▶ [Work request] State how many lines in the records below contain the string "from", and give nothing besides that number.

===== Task input

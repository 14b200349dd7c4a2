//! Output-event handler traits.
//!
//! Implementations of these traits receive callbacks when the coordinator
//! produces something user-visible or network-bound. The core stays ignorant
//! of the UI toolkit and the wire protocol; the surrounding host wires these
//! up at construction.

use async_trait::async_trait;

use crate::error::OtrError;
use crate::smp::SmpPrompt;
use crate::types::ConversationKey;

/// Receives human-readable status lines for a conversation.
///
/// Status lines are appended as system events, never as chat messages from
/// either party, and never contain raw protocol traffic.
#[async_trait]
pub trait DisplayHandler: Send + Sync {
    async fn append_status_event(
        &self,
        key: &ConversationKey,
        text: &str,
    ) -> Result<(), OtrError>;
}

/// Receives authentication attempts that need user attention.
///
/// The prompt carries the role, method and peer question (if any); the user
/// answers through [`crate::coordinator::Coordinator::respond_authentication`]
/// or cancels through
/// [`crate::coordinator::Coordinator::cancel_authentication`].
#[async_trait]
pub trait AuthenticationHandler: Send + Sync {
    async fn on_smp_request(
        &self,
        key: &ConversationKey,
        prompt: SmpPrompt,
    ) -> Result<(), OtrError>;
}

/// Accepts outbound message send requests.
///
/// Bodies arriving here have already been through the outbound interception
/// path; the transport must deliver them as-is.
#[async_trait]
pub trait Transport: Send + Sync {
    async fn send_message(&self, key: &ConversationKey, body: &str) -> Result<(), OtrError>;
}
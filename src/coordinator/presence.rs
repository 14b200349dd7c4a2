//! Presence handling.
//!
//! Presence events toggle the online flag of the matching session and,
//! depending on configuration, tear down cryptographic state when a contact
//! disappears. Sessions survive offline periods; only account teardown
//! destroys them.

use log::{debug, info, warn};

use crate::coordinator::Coordinator;
use crate::error::OtrError;
use crate::types::{ConversationKey, MessageState, PresenceEvent};

impl Coordinator {
    /// Process a presence notification for one contact.
    pub async fn handle_presence(
        &self,
        key: &ConversationKey,
        event: PresenceEvent,
    ) -> Result<(), OtrError> {
        match event {
            PresenceEvent::Available => self.presence_available(key).await,
            PresenceEvent::Unavailable => self.presence_unavailable(key).await,
        }
    }

    async fn presence_available(&self, key: &ConversationKey) -> Result<(), OtrError> {
        let session = self.registry.get_or_create(key).await;
        session.write().await.set_online(true);
        debug!("[presence_available]: {key} is online");
        Ok(())
    }

    /// A contact went offline.
    ///
    /// A second unavailable notification for the same contact is a no-op,
    /// which keeps the expire call (and the resulting status line) from
    /// firing twice. With `end_when_offline` set, the engine session is
    /// expired silently; a still-plaintext session has no cryptographic
    /// state to drop and is skipped.
    async fn presence_unavailable(&self, key: &ConversationKey) -> Result<(), OtrError> {
        let Some(session) = self.registry.find(key).await else {
            debug!("[presence_unavailable]: Dropping event for unknown {key}");
            return Ok(());
        };

        let mut session = session.write().await;
        if !session.is_online() {
            debug!("[presence_unavailable]: {key} already offline");
            return Ok(());
        }
        session.set_online(false);

        if self.config.read().await.end_when_offline
            && self.engine.message_state(key) != MessageState::Plaintext
        {
            info!("[presence_unavailable]: Expiring session for {key}");
            self.engine.expire_session(key)?;
        }
        session.refresh(self.engine.message_state(key), self.engine.is_verified(key));
        Ok(())
    }

    /// The whole account stream closed.
    ///
    /// Every session under the account gets a full protocol teardown (the
    /// peer is notified, unlike expiry) and is marked offline. An engine
    /// failure for one contact is logged and must not keep the remaining
    /// sessions from being torn down. The records themselves stay in the
    /// registry so state survives a reconnect.
    pub async fn handle_stream_closed(&self, account: &str) -> Result<(), OtrError> {
        info!("[handle_stream_closed]: Tearing down sessions for account {account}");
        for (key, session) in self.registry.sessions_for_account(account).await {
            if let Err(err) = self.engine.end_session(&key) {
                warn!("[handle_stream_closed]: Failed to end session for {key}: {err}");
            }
            let mut session = session.write().await;
            session.set_online(false);
            session.refresh(
                self.engine.message_state(&key),
                self.engine.is_verified(&key),
            );
        }
        Ok(())
    }
}
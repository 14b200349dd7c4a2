//! Process-wide configuration for the coordination layer.

use serde::{Deserialize, Serialize};

use crate::types::OtrPolicy;

/// Configuration passed to the coordinator at construction.
///
/// There is no ambient option storage in this layer; the host loads these
/// values however it likes and pushes updates through
/// [`crate::coordinator::Coordinator::set_policy`].
#[derive(Debug, Clone, Copy, PartialEq, Eq, Serialize, Deserialize)]
#[serde(default)]
pub struct OtrConfig {
    /// Whether and how encryption is offered.
    pub policy: OtrPolicy,
    /// Silently drop the cryptographic session when a contact goes offline.
    pub end_when_offline: bool,
}

impl Default for OtrConfig {
    fn default() -> Self {
        Self {
            policy: OtrPolicy::Enabled,
            end_when_offline: false,
        }
    }
}
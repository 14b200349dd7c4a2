//! Interface to the cryptographic engine.
//!
//! The coordination layer never performs cryptography itself. Everything it
//! needs from the real OTR engine goes through [`CryptoEngine`], and
//! everything the engine reports back arrives as an [`EngineEvent`] handed
//! to [`crate::coordinator::Coordinator::handle_engine_event`].

use crate::error::EngineError;
use crate::smp::SmpMethod;
use crate::types::{ConversationKey, MessageState, OtrPolicy, StateChange};

/// Result of encoding an outgoing plaintext body.
#[derive(Debug, Clone, PartialEq, Eq)]
pub enum EncodeOutcome {
    /// The body to actually put on the wire. May equal the input when the
    /// session is plaintext.
    Encoded(String),
    /// The engine consumed the message entirely as protocol control
    /// traffic; nothing may be transmitted.
    Consumed,
}

/// Result of decoding an incoming wire body.
#[derive(Debug, Clone, PartialEq, Eq)]
pub enum DecodeOutcome {
    /// Decoded plaintext to deliver. `None` means the stanza carried no
    /// user-visible content.
    Plaintext(Option<String>),
    /// Pure protocol control traffic; never shown to the user.
    Control,
}

/// Secret material for starting an SMP handshake.
#[derive(Debug, Clone, PartialEq, Eq)]
pub enum SmpSecret {
    Question { question: String, answer: String },
    SharedSecret(String),
    Fingerprint,
}

impl SmpSecret {
    pub fn method(&self) -> SmpMethod {
        match self {
            SmpSecret::Question { .. } => SmpMethod::Question,
            SmpSecret::SharedSecret(_) => SmpMethod::SharedSecret,
            SmpSecret::Fingerprint => SmpMethod::Fingerprint,
        }
    }
}

/// Operations the coordination layer needs from the OTR engine.
///
/// Calls return synchronously from this layer's perspective; the engine may
/// emit follow-up [`EngineEvent`]s (for example a state change after
/// `start_session`). Implementations wrap the real cryptographic library.
pub trait CryptoEngine: Send + Sync {
    /// Transform an outgoing plaintext body for the wire.
    fn encode(
        &self,
        key: &ConversationKey,
        plaintext: &str,
    ) -> Result<EncodeOutcome, EngineError>;

    /// Transform an incoming wire body back into plaintext.
    fn decode(
        &self,
        key: &ConversationKey,
        ciphertext: &str,
    ) -> Result<DecodeOutcome, EngineError>;

    /// Initiate a key exchange with the contact.
    fn start_session(&self, key: &ConversationKey) -> Result<(), EngineError>;

    /// End the session, notifying the peer.
    fn end_session(&self, key: &ConversationKey) -> Result<(), EngineError>;

    /// Silently drop the session state without notifying the peer.
    fn expire_session(&self, key: &ConversationKey) -> Result<(), EngineError>;

    fn message_state(&self, key: &ConversationKey) -> MessageState;

    /// Whether the contact's fingerprint has been verified.
    fn is_verified(&self, key: &ConversationKey) -> bool;

    /// Identifier of the current encrypted session, if one is established.
    fn session_id(&self, key: &ConversationKey) -> Option<String>;

    /// The account's own long-term key fingerprint, if a key exists.
    fn fingerprint(&self, account: &str) -> Option<String>;

    fn set_policy(&self, policy: OtrPolicy);

    fn policy(&self) -> OtrPolicy;

    /// Begin an SMP handshake as initiator.
    fn begin_smp(&self, key: &ConversationKey, secret: &SmpSecret) -> Result<(), EngineError>;

    /// Answer a peer-initiated SMP handshake.
    fn respond_smp(&self, key: &ConversationKey, answer: &str) -> Result<(), EngineError>;

    /// Tear down the protocol state of a running SMP handshake.
    fn abort_smp(&self, key: &ConversationKey) -> Result<(), EngineError>;
}

/// Callbacks delivered by the engine.
#[derive(Debug, Clone, PartialEq, Eq)]
pub enum EngineEvent {
    /// The session state changed.
    StateChanged {
        key: ConversationKey,
        change: StateChange,
    },
    /// The peer initiated an SMP handshake, optionally with a question.
    SmpRequested {
        key: ConversationKey,
        question: Option<String>,
    },
    /// Numeric progress (0-100) of a running SMP handshake.
    SmpProgress { key: ConversationKey, progress: i32 },
    /// The SMP comparison finished; `succeeded` is the engine's verdict.
    SmpCompleted {
        key: ConversationKey,
        succeeded: bool,
    },
    /// A human-readable message to show as a status event.
    DisplayMessage { key: ConversationKey, text: String },
    /// A diagnostic line for the log, tagged with the account.
    LogMessage { account: String, text: String },
    /// The effective policy changed; the coordinator pushes the new value
    /// back to the engine.
    PolicyChanged { policy: OtrPolicy },
    /// The engine needs a control message transmitted to the peer (for
    /// example a handshake reply). Routed through the outbound path with an
    /// internal origin tag so it is not re-encoded.
    InjectMessage { key: ConversationKey, body: String },
}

==========

▶ [Answer space] 6